World Class Distributed Transaction Management System
The last ingredient, but not the least, Trafodion leverages a completely distributed transaction management system. OMID, and other HBase transaction managers similar to that, have a single transaction manager process coordinating transactions, and all the data-context related to those transactions, across the entire cluster. This is just not a scalable architecture implemented on an elastically scalable Hadoop cluster. This means there is a huge amount of messaging traffic between regions and this transaction manager, bottlenecked on a single node managing this entire context. A failure of the transaction manager or the node it runs on, will affect every transaction on the cluster. Also, this architecture cannot scale to handle hundreds or thousands of nodes or long running updates.
On the other hand, we have leveraged our previous IP, along with some HBase code that was not being leveraged, to implement a completely distributed transaction management system that is completely scalable. There is a transaction manager on each node, thus distributing the transaction coordination to the node initiating the transaction (we balance transaction workloads across nodes). On a 100 node cluster there are 100 transaction managers handling the transaction coordination workload in parallel. A single transaction manager is not managing transactions across all 100 nodes. The context for the transaction is managed in the HBase coprocessor at the region level. Each region manages transactional updates and conflict resolution of data at its local level. All transactional updates across all regions are not sent to one single transaction manager to collate and to resolve conflicts.
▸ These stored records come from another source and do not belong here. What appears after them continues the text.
use crate::{Queue, QueueConfig};

/// A queue whose blocking pops yield instead of sleeping.
fn spinning_queue<T>(consumers: usize) -> Queue<T> {
    let cfg = QueueConfig {
        consumers,
        poll_interval_nanos: 0,
        ..Default::default()
    };
    Queue::with_config(&cfg).expect("valid config")
}
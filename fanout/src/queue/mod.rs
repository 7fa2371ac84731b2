use std::fmt;
use std::sync::Arc;

use log::debug;

use super::consumer::Consumer;
use super::core::{QueueConfig, SharedLog};
use super::errors::{QueueError, QueueResult};
use super::producer::Producer;

/// A broadcast queue with one producer and a fixed set of consumers.
///
/// ```
/// use fanout::Queue;
///
/// # fn main() -> Result<(), fanout::QueueError> {
/// let queue = Queue::new(2)?;
/// queue.producer().append("hello");
/// assert_eq!(queue.consumer(0)?.pop(), "hello");
/// assert_eq!(queue.consumer(1)?.pop(), "hello");
/// # Ok(())
/// # }
/// ```
pub struct Queue<T> {
    log: Arc<SharedLog<T>>,
    producer: Producer<T>,
    consumers: Vec<Consumer<T>>,
}

impl<T> Queue<T> {
    pub fn new(consumers: usize) -> QueueResult<Queue<T>> {
        Queue::with_config(&QueueConfig::with_consumers(consumers))
    }

    pub fn with_config(cfg: &QueueConfig) -> QueueResult<Queue<T>> {
        if cfg.consumers == 0 {
            return Err(QueueError::InvalidArgument(
                "consumer count must be greater than 0".to_string(),
            ));
        }
        if cfg.backlog_limits.len() > cfg.consumers {
            return Err(QueueError::InvalidArgument(format!(
                "{} backlog limits given for {} consumers",
                cfg.backlog_limits.len(),
                cfg.consumers
            )));
        }

        let log = Arc::new(SharedLog::new(cfg.consumers));
        let consumers = (0..cfg.consumers)
            .map(|index| {
                Consumer::new(
                    index,
                    Arc::clone(&log),
                    cfg.backlog_limit(index),
                    cfg.poll_interval(),
                )
            })
            .collect();
        debug!(
            "queue created: consumers={}, backlog_limits={:?}, poll_interval={:?}",
            cfg.consumers,
            cfg.backlog_limits,
            cfg.poll_interval()
        );
        Ok(Queue {
            producer: Producer::new(Arc::clone(&log)),
            log,
            consumers,
        })
    }

    pub fn producer(&self) -> &Producer<T> {
        &self.producer
    }

    pub fn consumer(&self, index: usize) -> QueueResult<&Consumer<T>> {
        self.consumers.get(index).ok_or(QueueError::OutOfRange {
            index,
            count: self.consumers.len(),
        })
    }

    pub fn consumer_count(&self) -> usize {
        self.consumers.len()
    }

    /// `size()` of every consumer, by index. Each call may apply that
    /// consumer's backlog limit.
    pub fn all_consumer_sizes(&self) -> Vec<usize> {
        self.consumers.iter().map(Consumer::size).collect()
    }

    /// Number of entries the shared log currently holds.
    pub fn retained(&self) -> usize {
        self.log.retained()
    }
}

impl<T> fmt::Debug for Queue<T> {
    fn fmt(&self, f: &mut fmt::Formatter<'_>) -> fmt::Result {
        f.debug_struct("Queue")
            .field("retained", &self.retained())
            .field("consumers", &self.consumers)
            .finish()
    }
}
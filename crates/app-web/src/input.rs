use glam::Vec2;

// Pointer helpers kept free of web-sys so they can be tested on the host.

/// WheelEvent.deltaMode values.
pub const DOM_DELTA_PIXEL: u32 = 0;
pub const DOM_DELTA_LINE: u32 = 1;
pub const DOM_DELTA_PAGE: u32 = 2;

const LINE_HEIGHT_PX: f32 = 16.0;

/// Client coordinates to coordinates relative to the container's top-left corner.
#[inline]
pub fn client_to_local(client: Vec2, rect_left: f32, rect_top: f32) -> Vec2 {
    Vec2::new(client.x - rect_left, client.y - rect_top)
}

/// Wheel delta in pixels whatever unit the browser reported it in.
#[inline]
pub fn wheel_delta_px(delta_y: f64, delta_mode: u32, page_height: f32) -> f32 {
    let d = delta_y as f32;
    match delta_mode {
        DOM_DELTA_LINE => d * LINE_HEIGHT_PX,
        DOM_DELTA_PAGE => d * page_height.max(1.0),
        _ => d,
    }
}

/// Only the primary button (left mouse, touch, pen contact) orbits the camera.
#[inline]
pub fn is_orbit_button(button: i16) -> bool {
    button == 0
}
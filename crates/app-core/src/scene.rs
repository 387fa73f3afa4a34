//! Scene construction: the tube field, the light marker and the raycast plane.
//!
//! Materials are owned here and meshes name the one they draw with, so there
//! is no shared-pointer graph between meshes, materials and uniforms.

use crate::config::SketchConfig;
use crate::constants::{MARKER_COLOR, MARKER_RADIUS, MARKER_SEGMENTS, PLANE_SIZE};
use crate::field::NoiseField;
use crate::flow::{self, FlowCurve};
use crate::geometry::{self, MeshData};
use crate::raycast::InteractionPlane;
use crate::spline::CatmullRomCurve;
use glam::{DVec3, Vec3};
use rand::prelude::*;

#[derive(Clone, Copy, Debug, PartialEq, Eq, Hash)]
pub enum MaterialKind {
    /// Shader material on the raycast plane.
    Main,
    /// Shader material shared by every tube.
    Tubes,
    /// Flat unlit colour for the light marker.
    Marker,
}

/// The two values every shader material receives: `uTime` and `uLight`.
#[derive(Clone, Copy, Debug, Default, PartialEq)]
pub struct MaterialUniforms {
    pub time: f32,
    pub light: Vec3,
}

#[derive(Clone, Debug)]
pub struct ShaderMaterial {
    pub name: &'static str,
    pub uniforms: MaterialUniforms,
    pub double_sided: bool,
}

impl ShaderMaterial {
    fn new(name: &'static str) -> Self {
        Self {
            name,
            uniforms: MaterialUniforms::default(),
            double_sided: true,
        }
    }
}

#[derive(Clone, Debug)]
pub struct Materials {
    pub main: ShaderMaterial,
    pub tubes: ShaderMaterial,
    pub marker_color: [f32; 4],
}

impl Default for Materials {
    fn default() -> Self {
        Self {
            main: ShaderMaterial::new("main"),
            tubes: ShaderMaterial::new("tubes"),
            marker_color: MARKER_COLOR,
        }
    }
}

impl Materials {
    pub fn shader(&self, kind: MaterialKind) -> Option<&ShaderMaterial> {
        match kind {
            MaterialKind::Main => Some(&self.main),
            MaterialKind::Tubes => Some(&self.tubes),
            MaterialKind::Marker => None,
        }
    }

    pub fn set_light(&mut self, light: Vec3) {
        self.main.uniforms.light = light;
        self.tubes.uniforms.light = light;
    }

    pub fn set_time(&mut self, time: f32) {
        self.main.uniforms.time = time;
        self.tubes.uniforms.time = time;
    }
}

#[derive(Clone, Debug)]
pub struct Mesh {
    pub geometry: MeshData,
    pub material: MaterialKind,
    pub position: Vec3,
    /// Streamline a tube was swept from.
    pub curve: Option<FlowCurve>,
}

impl Mesh {
    fn new(geometry: MeshData, material: MaterialKind) -> Self {
        Self {
            geometry,
            material,
            position: Vec3::ZERO,
            curve: None,
        }
    }
}

#[derive(Clone, Debug, Default)]
pub struct Scene {
    pub meshes: Vec<Mesh>,
}

/// Which scene a render command refers to.
#[derive(Clone, Copy, Debug, PartialEq, Eq)]
pub enum SceneLayer {
    /// Only the interaction plane; drawn first.
    Raycast,
    /// Tubes plus the light marker; drawn last.
    Main,
}

#[derive(Clone, Debug)]
pub struct SceneSet {
    pub raycast: Scene,
    pub main: Scene,
    pub materials: Materials,
    pub plane: InteractionPlane,
    marker: usize,
}

impl SceneSet {
    /// Build every mesh once. Geometry never changes afterwards.
    pub fn build(config: &SketchConfig) -> Self {
        let mut rng = match config.seed {
            Some(seed) => StdRng::seed_from_u64(seed),
            None => StdRng::from_entropy(),
        };
        let field = NoiseField::new(rng.gen());
        let spread = config.seed_spread as f64;

        let mut main = Scene::default();
        main.meshes.reserve(config.tube_count + 1);
        for _ in 0..config.tube_count {
            let seed = DVec3::new(
                rng.gen::<f64>() - 0.5,
                rng.gen::<f64>() - 0.5,
                rng.gen::<f64>() - 0.5,
            ) * spread;
            main.meshes.push(tube_mesh(&field, seed, config));
        }

        let marker = main.meshes.len();
        main.meshes.push(Mesh::new(
            geometry::sphere(MARKER_RADIUS, MARKER_SEGMENTS, MARKER_SEGMENTS),
            MaterialKind::Marker,
        ));

        let raycast = Scene {
            meshes: vec![Mesh::new(
                geometry::plane(PLANE_SIZE, PLANE_SIZE),
                MaterialKind::Main,
            )],
        };

        let set = Self {
            raycast,
            main,
            materials: Materials::default(),
            plane: InteractionPlane::new(PLANE_SIZE, PLANE_SIZE),
            marker,
        };
        log::info!(
            "[scene] noise_seed={} tubes={} vertices={} triangles={}",
            field.seed(),
            config.tube_count,
            set.vertex_count(),
            set.triangle_count()
        );
        set
    }

    pub fn scene(&self, layer: SceneLayer) -> &Scene {
        match layer {
            SceneLayer::Raycast => &self.raycast,
            SceneLayer::Main => &self.main,
        }
    }

    pub fn tubes(&self) -> impl Iterator<Item = &Mesh> {
        self.main
            .meshes
            .iter()
            .filter(|m| m.material == MaterialKind::Tubes)
    }

    pub fn marker(&self) -> &Mesh {
        &self.main.meshes[self.marker]
    }

    pub fn marker_position(&self) -> Vec3 {
        self.marker().position
    }

    pub fn set_marker_position(&mut self, position: Vec3) {
        self.main.meshes[self.marker].position = position;
    }

    pub fn vertex_count(&self) -> usize {
        self.raycast
            .meshes
            .iter()
            .chain(&self.main.meshes)
            .map(|m| m.geometry.vertices.len())
            .sum()
    }

    pub fn triangle_count(&self) -> usize {
        self.raycast
            .meshes
            .iter()
            .chain(&self.main.meshes)
            .map(|m| m.geometry.triangle_count())
            .sum()
    }
}

fn tube_mesh(field: &NoiseField, seed: DVec3, config: &SketchConfig) -> Mesh {
    let curve = flow::generate(field, seed, config.flow);
    let path = CatmullRomCurve::new(curve.points().to_vec());
    let geometry = geometry::tube(
        &path,
        config.tubular_segments,
        config.tube_radius,
        config.radial_segments,
    );
    Mesh {
        curve: Some(curve),
        ..Mesh::new(geometry, MaterialKind::Tubes)
    }
}

#[cfg(test)]
mod tests {
    use super::*;

    fn small() -> SketchConfig {
        let mut c = SketchConfig::default().with_seed(17);
        c.tube_count = 6;
        c.tubular_segments = 24;
        c
    }

    #[test]
    fn builds_tubes_marker_and_plane() {
        let set = SceneSet::build(&small());
        assert_eq!(set.tubes().count(), 6);
        assert_eq!(set.main.meshes.len(), 7);
        assert_eq!(set.marker().material, MaterialKind::Marker);
        assert_eq!(set.raycast.meshes.len(), 1);
        assert_eq!(set.raycast.meshes[0].material, MaterialKind::Main);
    }

    #[test]
    fn seeds_lie_in_scaled_cube() {
        let set = SceneSet::build(&small());
        for tube in set.tubes() {
            let curve = tube.curve.as_ref().expect("tube keeps its curve");
            assert_eq!(curve.len(), 501);
            let s = curve.first();
            for c in [s.x, s.y, s.z] {
                assert!((-0.225..0.225).contains(&c), "seed component {c}");
            }
        }
    }

    #[test]
    fn fixed_seed_is_reproducible() {
        let a = SceneSet::build(&small());
        let b = SceneSet::build(&small());
        for (ta, tb) in a.tubes().zip(b.tubes()) {
            assert_eq!(ta.geometry.vertices, tb.geometry.vertices);
        }
    }

    #[test]
    fn uniforms_written_to_both_materials() {
        let mut m = Materials::default();
        m.set_light(Vec3::new(0.1, 0.2, 0.0));
        m.set_time(3.0);
        assert_eq!(m.main.uniforms, m.tubes.uniforms);
        assert_eq!(m.shader(MaterialKind::Tubes).map(|s| s.name), Some("tubes"));
        assert!(m.shader(MaterialKind::Marker).is_none());
    }
}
So, Time, Money & Talent, Sophisticated Optimizer, Parallel Data Flow engine, and a Distributed transactional management are the initial ingredients to build a world class database. We then garnished it with a huge number of capabilities. We have turned on many of those in our initial releases focused on operational workloads. Now you will see us turn on many more as we move forward.
There is another ingredient in the recipe that can be relevant in some comparisons.
Trafodion is open source. There are many benefits to being open source. The biggest being community involvement in its development. With participation from customers and vendors using Trafodion in their offerings, development is accelerated. Users can customize the solution for their own need and don’t have to wait on us, or the community, for capabilities they need. They are in charge of their own destiny. The community, made up of users, has a lot of say in the direction of the product.
Certainly pricing could also be a factor, since open source products follow the open source model for pricing, similar to say Cloudera and Hortonworks. There is no initial licensing fees. Esgyn will have an Enterprise version of Trafodion that will be thoroughly tested for integration with various OSs and distros, for High Availability, and for performance, along with general Quality Assurance. Fixes related to these will ultimately be contributed to Trafodion. Esgyn will charge for support on a per node basis, and any services and training the customer needs.
Certainly, you can Google “benefits of open source” and you can assess for yourself what the advantages or even disadvantages of open source software may be for you.